HD 88231, also known as HR 3993, is a solitary orange-hued star located in the northern constellation Leo Minor. It has an apparent magnitude of 5.84, making it faintly visible to the naked eye under ideal conditions. Gaia DR3 parallax measurements imply a distance of about 569 light-years, and the object is currently receding with a heliocentric radial velocity of 7.38 km/s. At its current distance, HD 88231's brightness is diminished by 0.17 magnitudes due to interstellar extinction and it has an absolute magnitude of −0.59.

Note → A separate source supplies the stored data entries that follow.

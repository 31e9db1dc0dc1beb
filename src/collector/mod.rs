//! 파일 수집 모듈
//!
//! 인제스트할 PDF 파일을 폴더 또는 단일 경로에서 수집합니다.
//! .gitignore 패턴을 존중하고, `.pdf` 확장자만 수집합니다.

use std::path::{Path, PathBuf};
use std::time::SystemTime;

use anyhow::{Context, Result};
use ignore::WalkBuilder;

/// PDF 확장자인지 확인 (대소문자 무시)
pub fn is_pdf(path: &Path) -> bool {
    path.extension()
        .and_then(|ext| ext.to_str())
        .map(|ext| ext.eq_ignore_ascii_case("pdf"))
        .unwrap_or(false)
}

// ============================================================================
// Collected File
// ============================================================================

/// 수집된 PDF 파일 정보
#[derive(Debug, Clone)]
pub struct CollectedFile {
    /// 파일 경로
    pub path: PathBuf,
    /// 파일 크기 (바이트)
    pub size: u64,
    /// 수정 시간
    pub modified_at: Option<SystemTime>,
}

impl CollectedFile {
    /// 경로에서 CollectedFile 생성 (PDF가 아니거나 파일이 아니면 None)
    pub fn from_path(path: PathBuf) -> Result<Option<Self>> {
        if !is_pdf(&path) {
            return Ok(None);
        }

        let metadata = std::fs::metadata(&path)
            .with_context(|| format!("Failed to read metadata: {:?}", path))?;

        if !metadata.is_file() {
            return Ok(None);
        }

        Ok(Some(Self {
            path,
            size: metadata.len(),
            modified_at: metadata.modified().ok(),
        }))
    }
}

// ============================================================================
// File Collector
// ============================================================================

/// 파일 수집기 설정
#[derive(Debug, Clone)]
pub struct CollectorConfig {
    /// .gitignore 패턴 존중 여부
    pub respect_gitignore: bool,
    /// 숨김 파일 포함 여부
    pub include_hidden: bool,
    /// 최대 파일 크기 (바이트, 0이면 제한 없음)
    pub max_file_size: u64,
}

impl Default for CollectorConfig {
    fn default() -> Self {
        Self {
            respect_gitignore: true,
            include_hidden: false,
            max_file_size: 100 * 1024 * 1024, // 100MB
        }
    }
}

/// 파일 수집기
pub struct FileCollector {
    config: CollectorConfig,
}

impl FileCollector {
    pub fn new(config: CollectorConfig) -> Self {
        Self { config }
    }

    pub fn with_defaults() -> Self {
        Self::new(CollectorConfig::default())
    }

    /// 문서 폴더 준비: 없으면 생성하고 `true` 반환
    pub fn prepare_directory(path: &Path) -> Result<bool> {
        if path.is_dir() {
            return Ok(false);
        }
        std::fs::create_dir_all(path)
            .with_context(|| format!("Failed to create documents directory: {:?}", path))?;
        tracing::info!("Created documents directory {:?}", path);
        Ok(true)
    }

    /// 단일 파일 수집
    pub fn collect_file(&self, path: &Path) -> Result<CollectedFile> {
        if !path.exists() {
            anyhow::bail!("File not found: {:?}", path);
        }

        if !path.is_file() {
            anyhow::bail!("Not a file: {:?}", path);
        }

        let file = CollectedFile::from_path(path.to_path_buf())?
            .ok_or_else(|| anyhow::anyhow!("Not a PDF file: {:?}", path))?;

        if self.exceeds_size_limit(&file) {
            anyhow::bail!(
                "File too large: {:?} ({} bytes, limit {})",
                path,
                file.size,
                self.config.max_file_size
            );
        }

        Ok(file)
    }

    /// 폴더 재귀 수집 (경로순 정렬)
    pub fn collect_directory(&self, path: &Path) -> Result<Vec<CollectedFile>> {
        if !path.exists() {
            anyhow::bail!("Directory not found: {:?}", path);
        }

        if !path.is_dir() {
            anyhow::bail!("Not a directory: {:?}", path);
        }

        let mut files = Vec::new();

        // ignore 크레이트로 .gitignore 지원
        let walker = WalkBuilder::new(path)
            .hidden(!self.config.include_hidden)
            .git_ignore(self.config.respect_gitignore)
            .git_global(self.config.respect_gitignore)
            .git_exclude(self.config.respect_gitignore)
            .build();

        for entry in walker {
            let entry = match entry {
                Ok(e) => e,
                Err(e) => {
                    tracing::warn!("Failed to read entry: {}", e);
                    continue;
                }
            };

            if !entry.file_type().map(|ft| ft.is_file()).unwrap_or(false) {
                continue;
            }

            match CollectedFile::from_path(entry.path().to_path_buf()) {
                Ok(Some(file)) => {
                    if self.exceeds_size_limit(&file) {
                        tracing::warn!("Skipping large file: {:?} ({} bytes)", file.path, file.size);
                    } else {
                        files.push(file);
                    }
                }
                Ok(None) => {}
                Err(e) => {
                    tracing::warn!("Failed to collect file: {}", e);
                }
            }
        }

        files.sort_by(|a, b| a.path.cmp(&b.path));

        tracing::info!("Collected {} PDF files from {:?}", files.len(), path);
        Ok(files)
    }

    fn exceeds_size_limit(&self, file: &CollectedFile) -> bool {
        self.config.max_file_size > 0 && file.size > self.config.max_file_size
    }
}

// ============================================================================
// Statistics
// ============================================================================

/// 수집 통계
#[derive(Debug, Default)]
pub struct CollectionStats {
    pub total_files: usize,
    pub total_size: u64,
}

impl CollectionStats {
    pub fn from_files(files: &[CollectedFile]) -> Self {
        Self {
            total_files: files.len(),
            total_size: files.iter().map(|f| f.size).sum(),
        }
    }
}

// ============================================================================
// Tests
// ============================================================================

#[cfg(test)]
mod tests {
    use super::*;
    use tempfile::TempDir;

    #[test]
    fn test_is_pdf() {
        assert!(is_pdf(Path::new("contract.pdf")));
        assert!(is_pdf(Path::new("data/LEASE.PDF")));
        assert!(!is_pdf(Path::new("notes.txt")));
        assert!(!is_pdf(Path::new("pdf")));
    }

    #[test]
    fn test_collect_directory_only_pdfs_sorted() {
        let dir = TempDir::new().unwrap();
        std::fs::write(dir.path().join("b.pdf"), b"%PDF-1.4").unwrap();
        std::fs::write(dir.path().join("a.pdf"), b"%PDF-1.4").unwrap();
        std::fs::write(dir.path().join("readme.md"), b"# notes").unwrap();
        std::fs::create_dir(dir.path().join("nested")).unwrap();
        std::fs::write(dir.path().join("nested").join("c.PDF"), b"%PDF-1.4").unwrap();

        let files = FileCollector::with_defaults()
            .collect_directory(dir.path())
            .unwrap();
        let names: Vec<String> = files
            .iter()
            .map(|f| f.path.file_name().unwrap().to_string_lossy().to_string())
            .collect();
        assert_eq!(names, vec!["a.pdf", "b.pdf", "c.PDF"]);

        let stats = CollectionStats::from_files(&files);
        assert_eq!(stats.total_files, 3);
        assert_eq!(stats.total_size, 24);
    }

    #[test]
    fn test_collect_directory_missing() {
        let dir = TempDir::new().unwrap();
        let result = FileCollector::with_defaults().collect_directory(&dir.path().join("nope"));
        assert!(result.is_err());
    }

    #[test]
    fn test_collect_file_rejects_non_pdf() {
        let dir = TempDir::new().unwrap();
        let txt = dir.path().join("notes.txt");
        std::fs::write(&txt, b"hello").unwrap();

        let collector = FileCollector::with_defaults();
        assert!(collector.collect_file(&txt).is_err());
        assert!(collector.collect_file(&dir.path().join("missing.pdf")).is_err());
    }

    #[test]
    fn test_size_limit() {
        let dir = TempDir::new().unwrap();
        let pdf = dir.path().join("big.pdf");
        std::fs::write(&pdf, vec![0u8; 64]).unwrap();

        let collector = FileCollector::new(CollectorConfig {
            max_file_size: 16,
            ..Default::default()
        });
        assert!(collector.collect_file(&pdf).is_err());
        assert!(collector.collect_directory(dir.path()).unwrap().is_empty());
    }

    #[test]
    fn test_prepare_directory() {
        let dir = TempDir::new().unwrap();
        let docs = dir.path().join("data");
        assert!(FileCollector::prepare_directory(&docs).unwrap());
        assert!(docs.is_dir());
        assert!(!FileCollector::prepare_directory(&docs).unwrap());
    }
}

The object has a stellar classification of K3 III, indicating that it is an evolved red giant star. It has a comparable mass to the Sun but it has expanded to 24.9 times the radius of the Sun. It radiates 228 times the luminosity of the Sun from its enlarged photosphere at an effective temperature of 4487 K. HD 88231 is slightly metal enriched with an iron abundance 112% that of the Sun ([Fe/H] = +0.05).

HD 88231 was suspected to be variable in the K-band based on Two-Micron Sky Survey observations in 1969. A 1994 paper found that it ranges from 5.79 to 5.88 in the visual band. As of 2004 however, the variability has not been confirmed.